为了进一步澄清这个有趣的问题,我们可以来公正地估计一下联邦的实际版图。根据和约,联邦的东边以大西洋为界,南达北纬31度线,西边以密西西比河为界,北边是一条不规则的界线,最北达到了北纬45度,有的地方则只到北纬42度,伊利湖的南岸就在那个纬度下边。北纬31度到北纬45度之间的距离,是973英里;北纬31度到北纬42度之间的距离,是764.5英里;两者取平均,则是868.75英里。从大西洋到密西西比河的平均距离,大约不会超过750英里。拿这两个距离和欧洲的一些国家相比较,就可以很明显地证明,我们的制度完全可以适应这么大的范围。我们的国土并不比德国大多少,而德国就由一个国会代表整个国家,并经常召开会议。我们的国土也不比被肢解前的波兰大多少,他们国家的最高权力也是掌握在国会手里的。且不说面积更大的法国和西班牙,即使是相对较小的英国,从大不列颠岛的最北端到他们首都伦敦的距离,也和我们最偏远地区到达联邦首府的距离差不多。

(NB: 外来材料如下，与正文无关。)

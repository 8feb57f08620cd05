//! On-disk JSON store for weather records
//!
//! Persists serializable records to an XDG-compliant cache directory
//! (`~/.cache/skywatch/` on Linux), one JSON file per key, overwritten
//! wholesale on every write. Records carry a `cached_at` timestamp and an
//! optional expiry; expired records are still returned (flagged stale) so
//! the UI can show last-known data when the network is unavailable.

use chrono::{DateTime, Duration, Utc};
use directories::ProjectDirs;
use serde::{de::DeserializeOwned, Deserialize, Serialize};
use std::fs;
use std::path::PathBuf;

/// Wrapper for a record stored on disk
#[derive(Debug, Serialize, Deserialize)]
struct DiskEntry<T> {
    /// The stored data
    data: T,
    /// When the record was written
    cached_at: DateTime<Utc>,
    /// When the record goes stale; `None` means it never does
    expires_at: Option<DateTime<Utc>>,
}

/// Result of reading a record, with freshness metadata
#[derive(Debug)]
pub struct StoredRecord<T> {
    /// The stored data
    pub data: T,
    /// When the record was written
    pub cached_at: DateTime<Utc>,
    /// Whether the record has passed its expiry
    pub is_stale: bool,
}

/// Reads and writes JSON records under a cache directory
#[derive(Debug, Clone)]
pub struct DiskStore {
    dir: PathBuf,
}

impl DiskStore {
    /// Creates a store under the XDG cache path for skywatch
    ///
    /// Returns `None` if the cache directory cannot be determined (e.g. no
    /// home directory).
    pub fn new() -> Option<Self> {
        let project_dirs = ProjectDirs::from("", "", "skywatch")?;
        Some(Self {
            dir: project_dirs.cache_dir().to_path_buf(),
        })
    }

    /// Creates a store rooted at a custom directory (used in tests)
    pub fn with_dir(dir: PathBuf) -> Self {
        Self { dir }
    }

    fn path_for(&self, key: &str) -> PathBuf {
        self.dir.join(format!("{}.json", key))
    }

    /// Writes a record, replacing any previous one for the same key
    ///
    /// # Arguments
    /// * `key` - Record key (e.g. a city slug)
    /// * `data` - The data to store
    /// * `ttl_hours` - Freshness horizon; `None` means the record never
    ///   goes stale (used for the saved-city list)
    pub fn write<T: Serialize>(
        &self,
        key: &str,
        data: &T,
        ttl_hours: Option<u64>,
    ) -> std::io::Result<()> {
        fs::create_dir_all(&self.dir)?;

        let now = Utc::now();
        let entry = DiskEntry {
            data,
            cached_at: now,
            expires_at: ttl_hours.map(|h| now + Duration::hours(h as i64)),
        };

        let json = serde_json::to_string_pretty(&entry)
            .map_err(|e| std::io::Error::new(std::io::ErrorKind::InvalidData, e))?;

        fs::write(self.path_for(key), json)
    }

    /// Reads a record by key
    ///
    /// Returns `None` if no record exists or it cannot be parsed. A record
    /// past its expiry is still returned with `is_stale = true`.
    pub fn read<T: DeserializeOwned>(&self, key: &str) -> Option<StoredRecord<T>> {
        let content = fs::read_to_string(self.path_for(key)).ok()?;
        let entry: DiskEntry<T> = serde_json::from_str(&content).ok()?;

        let is_stale = entry
            .expires_at
            .map(|at| Utc::now() > at)
            .unwrap_or(false);

        Some(StoredRecord {
            data: entry.data,
            cached_at: entry.cached_at,
            is_stale,
        })
    }

    /// Deletes the record for a key, if present
    pub fn remove(&self, key: &str) -> std::io::Result<()> {
        match fs::remove_file(self.path_for(key)) {
            Ok(()) => Ok(()),
            Err(e) if e.kind() == std::io::ErrorKind::NotFound => Ok(()),
            Err(e) => Err(e),
        }
    }
}
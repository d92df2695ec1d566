//! Filesystem backend running reads on worker threads.

use std::thread::JoinHandle;

use crossbeam_channel::{Receiver, Sender};

use super::{read_prefix, AsyncIo, IoCompletion, IoSubmitError, ReadRequest};

/// Reads files on a fixed pool of worker threads.
///
/// Requests go to the workers over one channel and completions come back
/// over another; [`poll`](AsyncIo::poll) only drains the completion channel
/// with `try_recv`. Dropping the backend closes the request channel and joins
/// every worker.
pub struct ThreadedFileIo {
    request_tx: Option<Sender<ReadRequest>>,
    completion_rx: Receiver<IoCompletion>,
    workers: Vec<JoinHandle<()>>,
    in_flight: usize,
}

impl ThreadedFileIo {
    /// Spawn `workers` reader threads (at least one).
    pub fn new(workers: usize) -> Self {
        let (request_tx, request_rx) = crossbeam_channel::unbounded::<ReadRequest>();
        let (completion_tx, completion_rx) = crossbeam_channel::unbounded::<IoCompletion>();

        let workers = (0..workers.max(1))
            .map(|index| {
                let request_rx = request_rx.clone();
                let completion_tx = completion_tx.clone();
                std::thread::Builder::new()
                    .name(format!("tessera-io-{index}"))
                    .spawn(move || worker_loop(request_rx, completion_tx))
            })
            .filter_map(|spawned| match spawned {
                Ok(handle) => Some(handle),
                Err(err) => {
                    tracing::error!(error = %err, "failed to spawn I/O worker");
                    None
                }
            })
            .collect::<Vec<_>>();

        tracing::debug!(workers = workers.len(), "threaded file I/O started");

        Self {
            request_tx: Some(request_tx),
            completion_rx,
            workers,
            in_flight: 0,
        }
    }
}

fn worker_loop(requests: Receiver<ReadRequest>, completions: Sender<IoCompletion>) {
    for request in requests {
        let result = read_prefix(&request.path, request.len);
        if completions
            .send(IoCompletion {
                tag: request.tag,
                result,
            })
            .is_err()
        {
            // Receiver gone: the backend is being dropped.
            break;
        }
    }
}

impl AsyncIo for ThreadedFileIo {
    fn submit(&mut self, request: ReadRequest) -> Result<(), IoSubmitError> {
        if self.workers.is_empty() {
            return Err(IoSubmitError::ShutDown);
        }
        let tx = self.request_tx.as_ref().ok_or(IoSubmitError::ShutDown)?;
        tx.send(request).map_err(|_| IoSubmitError::ShutDown)?;
        self.in_flight += 1;
        Ok(())
    }

    fn poll(&mut self, out: &mut Vec<IoCompletion>) {
        while let Ok(completion) = self.completion_rx.try_recv() {
            self.in_flight = self.in_flight.saturating_sub(1);
            out.push(completion);
        }
    }

    fn in_flight(&self) -> usize {
        self.in_flight
    }
}

impl Drop for ThreadedFileIo {
    fn drop(&mut self) {
        self.request_tx.take();
        for worker in self.workers.drain(..) {
            if worker.join().is_err() {
                tracing::error!("I/O worker panicked");
            }
        }
    }
}

// ---------------------------------------------------------------------------
// Tests
// ---------------------------------------------------------------------------

#[cfg(test)]
mod tests {
    use super::*;
    use crate::event::IoTag;
    use std::time::{Duration, Instant};
    use tessera_core::id::HashId;

    fn drain_until(io: &mut ThreadedFileIo, expected: usize) -> Vec<IoCompletion> {
        let deadline = Instant::now() + Duration::from_secs(10);
        let mut out = Vec::new();
        while out.len() < expected && Instant::now() < deadline {
            io.poll(&mut out);
            std::thread::sleep(Duration::from_millis(1));
        }
        out
    }

    #[test]
    fn reads_prefix_and_whole_file() {
        let dir = tempfile::tempdir().unwrap();
        let path = dir.path().join("a.bin");
        std::fs::write(&path, b"0123456789").unwrap();

        let mut io = ThreadedFileIo::new(2);
        io.submit(ReadRequest {
            path: path.clone(),
            len: Some(4),
            tag: IoTag::Asset { batch: 0, slot: 0 },
        })
        .unwrap();
        io.submit(ReadRequest {
            path,
            len: None,
            tag: IoTag::Entity {
                entity_id: HashId::ZERO,
            },
        })
        .unwrap();
        assert_eq!(io.in_flight(), 2);

        let mut done = drain_until(&mut io, 2);
        assert_eq!(done.len(), 2);
        assert_eq!(io.in_flight(), 0);
        done.sort_by_key(|c| matches!(c.tag, IoTag::Entity { .. }));
        assert_eq!(done[0].result.as_ref().unwrap(), b"0123");
        assert_eq!(done[1].result.as_ref().unwrap(), b"0123456789");
    }

    #[test]
    fn missing_and_short_files_fail() {
        let dir = tempfile::tempdir().unwrap();
        let short = dir.path().join("short.bin");
        std::fs::write(&short, b"ab").unwrap();

        let mut io = ThreadedFileIo::new(1);
        io.submit(ReadRequest {
            path: dir.path().join("missing.bin"),
            len: Some(1),
            tag: IoTag::Asset { batch: 0, slot: 0 },
        })
        .unwrap();
        io.submit(ReadRequest {
            path: short,
            len: Some(8),
            tag: IoTag::Asset { batch: 0, slot: 1 },
        })
        .unwrap();

        let done = drain_until(&mut io, 2);
        assert_eq!(done.len(), 2);
        assert!(done.iter().all(|c| c.result.is_err()));
    }

    #[test]
    fn poll_without_requests_returns_immediately() {
        let mut io = ThreadedFileIo::new(1);
        let mut out = Vec::new();
        io.poll(&mut out);
        assert!(out.is_empty());
    }
}
//! Asynchronous I/O events.
//!
//! Every read submitted to the [`AsyncIo`](crate::io::AsyncIo) backend carries
//! an [`IoTag`] naming what it was for. The poll stage matches on the tag to
//! find the originating record: an asset slot inside an index batch, or a
//! pending entity blob.

use tessera_core::id::HashId;

use crate::context::LoadingContext;

// ---------------------------------------------------------------------------
// IoTag
// ---------------------------------------------------------------------------

/// Routing tag attached to a read request and echoed in its completion.
#[derive(Debug, Clone, Copy, PartialEq, Eq, Hash)]
pub enum IoTag {
    /// An asset read: slot `slot` of index batch `batch`.
    Asset { batch: u64, slot: usize },
    /// A whole entity blob.
    Entity { entity_id: HashId },
}

// ---------------------------------------------------------------------------
// AsyncAssetEvent
// ---------------------------------------------------------------------------

/// Resolution state of one scheduled asset read.
#[derive(Debug, Clone, Copy, PartialEq, Eq)]
pub enum EventState {
    Pending,
    Available,
    Broken,
}

/// A scheduled asset read and its outcome.
///
/// Owned by the index batch that scheduled it. The outcome is set exactly
/// once, either by the completion poll or by the stall deadline.
#[derive(Debug)]
pub struct AsyncAssetEvent {
    /// `None` once handed to the index callback.
    context: Option<LoadingContext>,
    state: EventState,
    /// Pipeline tick during which the read was submitted.
    scheduled_tick: u64,
}

impl AsyncAssetEvent {
    pub fn new(context: LoadingContext, scheduled_tick: u64) -> Self {
        Self {
            context: Some(context),
            state: EventState::Pending,
            scheduled_tick,
        }
    }

    pub fn is_available(&self) -> bool {
        self.state == EventState::Available
    }

    pub fn is_broken(&self) -> bool {
        self.state == EventState::Broken
    }

    /// Available or broken.
    pub fn is_resolved(&self) -> bool {
        self.state != EventState::Pending
    }

    pub fn state(&self) -> EventState {
        self.state
    }

    pub fn scheduled_tick(&self) -> u64 {
        self.scheduled_tick
    }

    /// Mark the read as successfully completed.
    ///
    /// Returns `false` without changing anything if the event was already
    /// resolved.
    pub fn mark_available(&mut self) -> bool {
        self.resolve(EventState::Available)
    }

    /// Mark the read as permanently failed.
    ///
    /// Returns `false` without changing anything if the event was already
    /// resolved.
    pub fn mark_broken(&mut self) -> bool {
        self.resolve(EventState::Broken)
    }

    fn resolve(&mut self, state: EventState) -> bool {
        if self.state != EventState::Pending {
            tracing::warn!(
                current = ?self.state,
                requested = ?state,
                asset_id = ?self.context.as_ref().map(|c| c.asset_id),
                "asset event already resolved"
            );
            return false;
        }
        self.state = state;
        true
    }

    pub fn context(&self) -> Option<&LoadingContext> {
        self.context.as_ref()
    }

    pub fn context_mut(&mut self) -> Option<&mut LoadingContext> {
        self.context.as_mut()
    }

    /// Take the context out for indexing. Subsequent calls return `None`.
    pub fn take_context(&mut self) -> Option<LoadingContext> {
        self.context.take()
    }
}

// ---------------------------------------------------------------------------
// Tests
// ---------------------------------------------------------------------------

#[cfg(test)]
mod tests {
    use super::*;
    use crate::context::AssetRequest;
    use tessera_core::id::GroupId;

    fn event() -> AsyncAssetEvent {
        let request = AssetRequest::new(
            GroupId::from_names("audio", "clip"),
            HashId::from_name("boom.wav"),
            10,
        );
        AsyncAssetEvent::new(LoadingContext::from_request(&request), 3)
    }

    #[test]
    fn resolves_exactly_once() {
        let mut ev = event();
        assert!(!ev.is_resolved());
        assert!(ev.mark_available());
        assert!(!ev.mark_broken());
        assert!(ev.is_available());
        assert!(!ev.is_broken());
    }

    #[test]
    fn broken_is_terminal() {
        let mut ev = event();
        assert!(ev.mark_broken());
        assert!(!ev.mark_available());
        assert_eq!(ev.state(), EventState::Broken);
        assert_eq!(ev.scheduled_tick(), 3);
    }

    #[test]
    fn context_taken_once() {
        let mut ev = event();
        assert!(ev.take_context().is_some());
        assert!(ev.take_context().is_none());
        assert!(ev.context().is_none());
    }
}
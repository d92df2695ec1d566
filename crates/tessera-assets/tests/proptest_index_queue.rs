//! Property tests for index ordering.
//!
//! Whatever order reads resolve in, flushing after every resolution must
//! index a prefix of the scheduling order (minus broken events), and never
//! hand a broken event to the module.

use std::cell::RefCell;
use std::rc::Rc;

use proptest::prelude::*;
use tessera_assets::catalog::AssetCatalog;
use tessera_assets::index_queue::{FlushEnv, IndexQueue};
use tessera_assets::prelude::*;
use tessera_core::prelude::*;

struct Sink(Rc<RefCell<Vec<HashId>>>);

impl Module for Sink {
    fn definition(&self) -> ModuleDefinition {
        ModuleDefinition::new("sink").with_asset("item")
    }

    fn index(
        &mut self,
        _asset_type: &NamePair,
        _services: &mut ServiceTable<'_>,
        asset: LoadedAsset<'_>,
    ) -> CallbackResult {
        self.0.borrow_mut().push(asset.asset_id);
        Ok(())
    }
}

fn item(n: usize) -> HashId {
    HashId::from_name(&format!("item-{n}"))
}

/// Batch sizes, a resolution order over all events, and which are broken.
fn scenario() -> impl Strategy<Value = (Vec<usize>, Vec<usize>, Vec<bool>)> {
    prop::collection::vec(1..5usize, 1..5).prop_flat_map(|sizes| {
        let total: usize = sizes.iter().sum();
        let order: Vec<usize> = (0..total).collect();
        (
            Just(sizes),
            Just(order).prop_shuffle(),
            prop::collection::vec(prop::bool::weighted(0.2), total),
        )
    })
}

proptest! {
    #![proptest_config(ProptestConfig::with_cases(1_000))]

    #[test]
    fn flush_indexes_in_scheduling_order((sizes, order, broken) in scenario()) {
        let indexed = Rc::new(RefCell::new(Vec::new()));
        let mut registry = ModuleRegistry::new();
        registry.register(Sink(Rc::clone(&indexed))).unwrap();
        let mut transient = TransientAllocator::default();
        let mut catalog = AssetCatalog::new();
        let mut world = WorldState::new();
        let group = GroupId::from_names("sink", "item");

        // -- schedule ------------------------------------------------------
        let mut queue = IndexQueue::new();
        let mut locations = Vec::new();
        let mut next = 0;
        for &size in &sizes {
            let events = (next..next + size)
                .map(|n| {
                    let mut ctx = LoadingContext::from_request(&AssetRequest::new(group, item(n), 1));
                    ctx.provide_module_buffer(vec![0]);
                    AsyncAssetEvent::new(ctx, 0)
                })
                .collect();
            let batch = queue.push(None, events);
            locations.extend((0..size).map(|slot| (batch, slot)));
            next += size;
        }

        let expected: Vec<HashId> = (0..next).filter(|&n| !broken[n]).map(item).collect();

        // -- resolve in shuffled order, flushing each time -----------------
        for &n in &order {
            let (batch, slot) = locations[n];
            let event = queue.event_mut(batch, slot).unwrap();
            if broken[n] {
                event.mark_broken();
            } else {
                event.mark_available();
            }

            queue
                .flush(&mut FlushEnv {
                    registry: &mut registry,
                    transient: &mut transient,
                    catalog: &mut catalog,
                    world: &mut world,
                    tick: 1,
                })
                .unwrap();

            let so_far = indexed.borrow();
            prop_assert!(expected.starts_with(&so_far));
        }

        prop_assert_eq!(&*indexed.borrow(), &expected);
        prop_assert!(queue.is_empty());
    }
}
//! Which assets the pipeline has scheduled or indexed.
//!
//! The contextualize stage consults the catalog to suppress duplicate loads:
//! a request for an asset that is already indexed, or already in flight, is
//! dropped unless it asks to replace the existing copy.
//!
//! A replacement read for an indexed asset does not hide the installed copy:
//! the asset stays [`AssetStatus::Replacing`] until the new copy is indexed,
//! and falls back to [`AssetStatus::Indexed`] if the replacement never is.

use std::collections::HashMap;

use tessera_core::id::{GroupId, HashId};

/// Lifecycle state of a known asset.
#[derive(Debug, Clone, Copy, PartialEq, Eq)]
pub enum AssetStatus {
    /// Read submitted, not indexed yet.
    Scheduled,
    /// Installed by its module.
    Indexed,
    /// Installed, with a replacement read in flight.
    Replacing,
}

/// Known assets, keyed by owning group and asset id.
#[derive(Debug, Default)]
pub struct AssetCatalog {
    entries: HashMap<(GroupId, HashId), AssetStatus>,
}

impl AssetCatalog {
    pub fn new() -> Self {
        Self::default()
    }

    pub fn status(&self, group: GroupId, asset_id: HashId) -> Option<AssetStatus> {
        self.entries.get(&(group, asset_id)).copied()
    }

    /// A copy is installed in its module, whether or not a replacement is
    /// in flight.
    pub fn is_indexed(&self, group: GroupId, asset_id: HashId) -> bool {
        matches!(
            self.status(group, asset_id),
            Some(AssetStatus::Indexed | AssetStatus::Replacing)
        )
    }

    /// Scheduled or indexed.
    pub fn is_known(&self, group: GroupId, asset_id: HashId) -> bool {
        self.entries.contains_key(&(group, asset_id))
    }

    pub(crate) fn mark_scheduled(&mut self, group: GroupId, asset_id: HashId) {
        let status = match self.status(group, asset_id) {
            Some(AssetStatus::Indexed | AssetStatus::Replacing) => AssetStatus::Replacing,
            _ => AssetStatus::Scheduled,
        };
        self.entries.insert((group, asset_id), status);
    }

    pub(crate) fn mark_indexed(&mut self, group: GroupId, asset_id: HashId) {
        self.entries.insert((group, asset_id), AssetStatus::Indexed);
    }

    /// A scheduled read will never be indexed. A replaced asset keeps its
    /// installed copy; anything else is forgotten.
    pub(crate) fn abandon(&mut self, group: GroupId, asset_id: HashId) {
        match self.status(group, asset_id) {
            Some(AssetStatus::Replacing) => {
                tracing::debug!(asset_id = %asset_id, %group, "replacement abandoned, keeping indexed copy");
                self.entries.insert((group, asset_id), AssetStatus::Indexed);
            }
            Some(AssetStatus::Scheduled) => {
                self.entries.remove(&(group, asset_id));
            }
            Some(AssetStatus::Indexed) | None => {}
        }
    }

    /// Drop an asset so it can be requested again.
    pub(crate) fn forget(&mut self, group: GroupId, asset_id: HashId) -> Option<AssetStatus> {
        self.entries.remove(&(group, asset_id))
    }

    /// Indexed assets of one group, sorted by id.
    pub fn indexed_in(&self, group: GroupId) -> Vec<HashId> {
        let mut ids: Vec<HashId> = self
            .entries
            .iter()
            .filter(|((g, _), status)| {
                *g == group && matches!(status, AssetStatus::Indexed | AssetStatus::Replacing)
            })
            .map(|((_, id), _)| *id)
            .collect();
        ids.sort();
        ids
    }

    pub fn indexed_count(&self) -> usize {
        self.count(AssetStatus::Indexed) + self.count(AssetStatus::Replacing)
    }

    pub fn scheduled_count(&self) -> usize {
        self.count(AssetStatus::Scheduled)
    }

    fn count(&self, status: AssetStatus) -> usize {
        self.entries.values().filter(|s| **s == status).count()
    }
}
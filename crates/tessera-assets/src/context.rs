//! Per-asset loading records.
//!
//! An [`AssetRequest`] is what callers queue. The contextualize stage turns
//! each request into a [`LoadingContext`], which the owning module fills in
//! with a [`LoadBuffer`] describing where the bytes should land:
//!
//! ```text
//! Invalid ──contextualize──▶ Transient(Requested) ──allocate──▶ Transient(Allocated) ─┐
//!    │                                                                                 ├─index─▶ Consumed
//!    └─────contextualize──▶ Module(Vec<u8>) ──────────────────────────────────────────┘
//! ```
//!
//! A context left `Invalid` after contextualize is skipped. A consumed
//! context is never reused for another asset.

use std::fmt;

use tessera_core::id::{GroupId, HashId};

use crate::transient::TransientBufferId;

// ---------------------------------------------------------------------------
// AssetRequest
// ---------------------------------------------------------------------------

/// A pending request to load one asset.
#[derive(Debug, Clone, PartialEq, Eq)]
pub struct AssetRequest {
    /// The owning `(module, asset type)`.
    pub group_id: GroupId,
    pub asset_id: HashId,
    /// Declared size of the asset file in bytes.
    pub source_size: usize,
    /// Load even if the asset is already indexed or in flight.
    pub replace_existing: bool,
    /// Opaque value handed back to the module with the context.
    pub user_data: u64,
}

impl AssetRequest {
    pub fn new(group_id: GroupId, asset_id: HashId, source_size: usize) -> Self {
        Self {
            group_id,
            asset_id,
            source_size,
            replace_existing: false,
            user_data: 0,
        }
    }

    pub fn replacing(mut self) -> Self {
        self.replace_existing = true;
        self
    }

    pub fn with_user_data(mut self, user_data: u64) -> Self {
        self.user_data = user_data;
        self
    }
}

// ---------------------------------------------------------------------------
// LoadBuffer
// ---------------------------------------------------------------------------

/// Where a transient asset's bytes live.
#[derive(Debug, Clone, Copy, PartialEq, Eq)]
pub enum TransientLocation {
    /// Set by the module: this many bytes of scratch memory are needed.
    Requested(usize),
    /// Set by the pipeline once the batch's shared group is allocated.
    Allocated {
        id: TransientBufferId,
        size: usize,
    },
}

/// Destination of an asset's bytes.
#[derive(Clone, PartialEq, Eq, Default)]
pub enum LoadBuffer {
    /// Skip this asset (duplicate, unsupported, or allocation failure).
    #[default]
    Invalid,
    /// Scratch memory, reclaimed once the asset is indexed.
    Transient(TransientLocation),
    /// Memory allocated by the module. Ownership goes back to the module at
    /// index time; the pipeline never frees it.
    Module(Vec<u8>),
    /// Handed to the module's index callback.
    Consumed,
}

impl LoadBuffer {
    pub fn kind(&self) -> BufferKind {
        match self {
            LoadBuffer::Invalid => BufferKind::Invalid,
            LoadBuffer::Transient(_) => BufferKind::Transient,
            LoadBuffer::Module(_) => BufferKind::Module,
            LoadBuffer::Consumed => BufferKind::Consumed,
        }
    }

    /// The allocated transient id, if any.
    pub fn transient_id(&self) -> Option<TransientBufferId> {
        match self {
            LoadBuffer::Transient(TransientLocation::Allocated { id, .. }) => Some(*id),
            _ => None,
        }
    }
}

impl fmt::Debug for LoadBuffer {
    fn fmt(&self, f: &mut fmt::Formatter<'_>) -> fmt::Result {
        match self {
            LoadBuffer::Invalid => f.write_str("Invalid"),
            LoadBuffer::Transient(location) => write!(f, "Transient({location:?})"),
            LoadBuffer::Module(bytes) => write!(f, "Module({} bytes)", bytes.len()),
            LoadBuffer::Consumed => f.write_str("Consumed"),
        }
    }
}

/// Discriminant of a [`LoadBuffer`], for logging and tests.
#[derive(Debug, Clone, Copy, PartialEq, Eq, Hash)]
pub enum BufferKind {
    Invalid,
    Transient,
    Module,
    Consumed,
}

// ---------------------------------------------------------------------------
// LoadingContext
// ---------------------------------------------------------------------------

/// One asset's journey through the pipeline.
#[derive(Debug, Clone, PartialEq, Eq)]
pub struct LoadingContext {
    pub replace_existing: bool,
    pub source_size: usize,
    pub group_id: GroupId,
    pub asset_id: HashId,
    pub buffer: LoadBuffer,
    pub user_data: u64,
}

impl LoadingContext {
    /// A fresh context for `request`, with an `Invalid` buffer.
    pub fn from_request(request: &AssetRequest) -> Self {
        Self {
            replace_existing: request.replace_existing,
            source_size: request.source_size,
            group_id: request.group_id,
            asset_id: request.asset_id,
            buffer: LoadBuffer::Invalid,
            user_data: request.user_data,
        }
    }

    /// Ask for `size` bytes of transient memory.
    pub fn request_transient(&mut self, size: usize) {
        self.buffer = LoadBuffer::Transient(TransientLocation::Requested(size));
    }

    /// Ask for a transient buffer exactly the size of the source file.
    pub fn request_transient_source(&mut self) {
        self.request_transient(self.source_size);
    }

    /// Provide module-owned memory for the read. It comes back to the module
    /// at index time.
    pub fn provide_module_buffer(&mut self, buffer: Vec<u8>) {
        self.buffer = LoadBuffer::Module(buffer);
    }

    /// Skip this asset.
    pub fn reject(&mut self) {
        self.buffer = LoadBuffer::Invalid;
    }

    pub fn is_invalid(&self) -> bool {
        matches!(self.buffer, LoadBuffer::Invalid)
    }

    /// Capacity of the destination buffer, if one has been chosen.
    pub fn destination_capacity(&self) -> Option<usize> {
        match &self.buffer {
            LoadBuffer::Transient(TransientLocation::Requested(size)) => Some(*size),
            LoadBuffer::Transient(TransientLocation::Allocated { size, .. }) => Some(*size),
            LoadBuffer::Module(bytes) => Some(bytes.len()),
            LoadBuffer::Invalid | LoadBuffer::Consumed => None,
        }
    }

    /// Take the buffer out, leaving [`LoadBuffer::Consumed`] behind.
    pub fn consume_buffer(&mut self) -> LoadBuffer {
        std::mem::replace(&mut self.buffer, LoadBuffer::Consumed)
    }
}

// ---------------------------------------------------------------------------
// Tests
// ---------------------------------------------------------------------------

#[cfg(test)]
mod tests {
    use super::*;

    fn request() -> AssetRequest {
        AssetRequest::new(
            GroupId::from_names("renderer", "mesh"),
            HashId::from_name("crate.mesh"),
            128,
        )
        .with_user_data(7)
    }

    #[test]
    fn context_starts_invalid() {
        let ctx = LoadingContext::from_request(&request());
        assert!(ctx.is_invalid());
        assert_eq!(ctx.user_data, 7);
        assert_eq!(ctx.source_size, 128);
        assert!(!ctx.replace_existing);
        assert_eq!(ctx.destination_capacity(), None);
    }

    #[test]
    fn buffer_transitions() {
        let mut ctx = LoadingContext::from_request(&request());
        ctx.request_transient_source();
        assert_eq!(ctx.buffer.kind(), BufferKind::Transient);
        assert_eq!(ctx.destination_capacity(), Some(128));

        ctx.provide_module_buffer(vec![0; 256]);
        assert_eq!(ctx.buffer.kind(), BufferKind::Module);
        assert_eq!(ctx.destination_capacity(), Some(256));

        let taken = ctx.consume_buffer();
        assert_eq!(taken.kind(), BufferKind::Module);
        assert_eq!(ctx.buffer.kind(), BufferKind::Consumed);
    }

    #[test]
    fn transient_id_only_after_allocation() {
        let requested = LoadBuffer::Transient(TransientLocation::Requested(4));
        assert_eq!(requested.transient_id(), None);

        let id = TransientBufferId::new(2, 16);
        let allocated = LoadBuffer::Transient(TransientLocation::Allocated { id, size: 4 });
        assert_eq!(allocated.transient_id(), Some(id));
    }

    #[test]
    fn replacing_sets_flag() {
        assert!(request().replacing().replace_existing);
    }
}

这个问题这样来看,可能已经很令人满意了。但是还有一些更具说服力的理由。
首先应该记住,我们的联邦政府并没有完全的立法权和司法权。他的司法权仅限于那些事关联邦所有成员国,而又不能为任何成员国所单独解决的问题。各成员国的政府,则可以依赖自身力量处理联邦管理之外的其他所有问题,这样就可以保持他们各自的权力和职能。如果制宪会议提议废除各成员国政府,反对者们就有了反对的理由。尽管不难向大家说明,即使废除了各成员国政府,联邦政府出于维护自身统治利益的考虑,还是要以某种方式恢复地方政府,让他们各司其职的。
其次要说明的是,制定宪法的一个直接目的,就是要维护十三个成员国的团结,我们都知道这是可行的。另一个目的,是让联邦可以接纳内部或者相邻地区出现的新成员国,其可行性也是毋庸置疑的。我们国家西北地区一些零碎领土或许还需要进行安排和划分,这些事情可以留给后人,他们在那里的深入探索和实践,将会使他们更适合完成这项工作。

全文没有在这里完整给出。